Your instructions: Among the entries below, find each line with "PathBuf" and show it.

Records shown:
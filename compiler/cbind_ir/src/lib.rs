//! Shared data structures for the cbind binding generator.
//!
//! Two trees live here:
//!
//! - the **foreign declaration tree** ([`DeclarationTree`]), produced by a header
//!   parser and never mutated afterwards;
//! - the **declaration model** ([`Model`]), populated by the translator's learning
//!   pass and read by the generator.
//!
//! # Architecture
//!
//! ```text
//! header files
//!      ↓
//!  HeaderParser      (cbind_parse)
//!      ↓
//! DeclarationTree    (foreign, raw names and raw type expressions)
//!      ↓
//!   Translator       (cbind_translate: rules, tips, const policy)
//!      ↓
//!     Model          (host names, resolved types, tips, constant values)
//!      ↓
//!   Generator        (cbind_gen)
//! ```

mod foreign;
mod model;
mod tips;
mod types;
mod value;

pub use foreign::{DeclarationTree, ForeignDecl, ForeignKind, SourcePos};
pub use model::{
    ConstEntry, ConstOrigin, DeclId, EnumEntry, EnumMember, Entry, EntryKind, Field,
    FunctionEntry, Model, NameTaken, Namespace, Param, StructEntry, TypedefEntry,
};
pub use tips::{MemoryTip, PointerTip};
pub use types::{Scalar, Signature, TypeRef};
pub use value::ConstValue;
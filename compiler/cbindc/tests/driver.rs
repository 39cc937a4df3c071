//! End-to-end runs over headers in a scratch directory.

#![allow(clippy::unwrap_used, reason = "Tests can panic")]

use std::fs;
use std::path::{Path, PathBuf};

use cbindc::{run_file, DriverError, RunOptions};
use pretty_assertions::assert_eq;
use tempfile::TempDir;

fn project(dir: &Path, header: &str, translator: &str) -> PathBuf {
    fs::write(dir.join("foo.h"), header).unwrap();
    let config = format!(
        r#"{{
            "generator": {{ "package": "foo" }},
            "parser": {{ "targets": ["foo.h"] }},
            "translator": {translator}
        }}"#
    );
    let path = dir.join("cbind.json");
    fs::write(&path, config).unwrap();
    path
}

fn names(paths: &[PathBuf]) -> Vec<String> {
    paths
        .iter()
        .map(|path| path.file_name().unwrap().to_string_lossy().into_owned())
        .collect()
}

#[test]
fn writes_primary_and_host_helpers() {
    let dir = TempDir::new().unwrap();
    let out = dir.path().join("out");
    let config = project(
        dir.path(),
        "#define FOO_MAX 10\nvoid foo_greet(const char *name);\n",
        "{}",
    );

    let written = run_file(&config, &RunOptions::new(&out)).unwrap();
    assert_eq!(names(&written), vec!["foo.go", "foo_helpers.go"]);

    let primary = fs::read_to_string(out.join("foo.go")).unwrap();
    assert!(primary.starts_with("// Code generated by cbind. DO NOT EDIT.\n\npackage foo\n"));
    assert!(primary.contains("#include \"foo.h\"\n"));
    assert!(primary.contains("FOO_MAX = 10\n"));
    assert!(primary.contains("func foo_greet(name string) {\n"));
    assert!(primary.contains("C.foo_greet(__cname)\n"));

    let helpers = fs::read_to_string(out.join("foo_helpers.go")).unwrap();
    assert!(helpers.contains("package foo\n"));
    assert!(helpers.contains("func unpackPCharString("));
    assert!(!out.join("foo_helpers.c").exists());
}

#[test]
fn callbacks_get_a_c_shim() {
    let dir = TempDir::new().unwrap();
    let config = project(
        dir.path(),
        "typedef void (*foo_cb)(int code);\nvoid foo_on_event(foo_cb cb);\n",
        "{}",
    );

    let written = run_file(&config, &RunOptions::new(dir.path())).unwrap();
    assert_eq!(names(&written), vec!["foo.go", "foo_helpers.go", "foo_helpers.c"]);

    let shim = fs::read_to_string(dir.path().join("foo_helpers.c")).unwrap();
    assert!(shim.contains("#include \"_cgo_export.h\"\n"));
    assert!(shim.contains("foo_cb_trampoline(int arg0)"));
    let host = fs::read_to_string(dir.path().join("foo_helpers.go")).unwrap();
    assert!(host.contains("//export foo_cb_go\n"));
}

#[test]
fn constants_only_need_no_helpers() {
    let dir = TempDir::new().unwrap();
    let config = project(
        dir.path(),
        "enum { FOO_X = 1, FOO_Y };\n",
        r#"{
            "const_rules": { "enum": "eval" },
            "rules": {
                "global": [
                    { "from": "^foo_", "action": "accept" },
                    { "transform": "lower" },
                    { "from": "^foo_", "to": "_" },
                    { "transform": "export" }
                ]
            }
        }"#,
    );

    let written = run_file(&config, &RunOptions::new(dir.path())).unwrap();
    assert_eq!(names(&written), vec!["foo.go"]);
    let primary = fs::read_to_string(dir.path().join("foo.go")).unwrap();
    assert!(primary.contains("\tX = 1\n"));
    assert!(primary.contains("\tY = 2\n"));
}

#[test]
fn parse_failure_writes_nothing() {
    let dir = TempDir::new().unwrap();
    let out = dir.path().join("out");
    let config = project(dir.path(), "#include \"missing.h\"\n", "{}");

    let err = run_file(&config, &RunOptions::new(&out)).unwrap_err();
    assert!(matches!(err, DriverError::Parse(_)), "{err}");
    assert!(!out.exists());
}

#[test]
fn collisions_write_nothing() {
    let dir = TempDir::new().unwrap();
    let out = dir.path().join("out");
    let config = project(
        dir.path(),
        "void Foo_Bar(void);\nvoid foo_bar(void);\n",
        r#"{ "rules": { "function": [ { "transform": "lower" } ] } }"#,
    );

    let err = run_file(&config, &RunOptions::new(&out)).unwrap_err();
    assert!(matches!(err, DriverError::Translate(_)), "{err}");
    assert!(!out.exists());
}

#[test]
fn missing_project_file_is_reported() {
    let dir = TempDir::new().unwrap();
    let err = run_file(&dir.path().join("none.json"), &RunOptions::new(dir.path())).unwrap_err();
    assert!(matches!(err, DriverError::Read { .. }));
}

#[test]
fn failed_write_leaves_no_partial_output() {
    let dir = TempDir::new().unwrap();
    let out = dir.path().join("out");
    // a directory where the helpers file belongs makes the last move fail
    fs::create_dir_all(out.join("foo_helpers.go").join("keep")).unwrap();
    let config = project(dir.path(), "void foo_greet(const char *name);\n", "{}");

    let err = run_file(&config, &RunOptions::new(&out)).unwrap_err();
    assert!(matches!(err, DriverError::Write { .. }), "{err}");
    assert!(!out.join("foo.go").exists());
    let left: Vec<String> = fs::read_dir(&out)
        .unwrap()
        .map(|entry| entry.unwrap().file_name().to_string_lossy().into_owned())
        .collect();
    assert_eq!(left, vec!["foo_helpers.go"]);
}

Finished task:
use std::path::{Path, PathBuf};
fn project(dir: &Path, header: &str, translator: &str) -> PathBuf {
fn names(paths: &[PathBuf]) -> Vec<String> {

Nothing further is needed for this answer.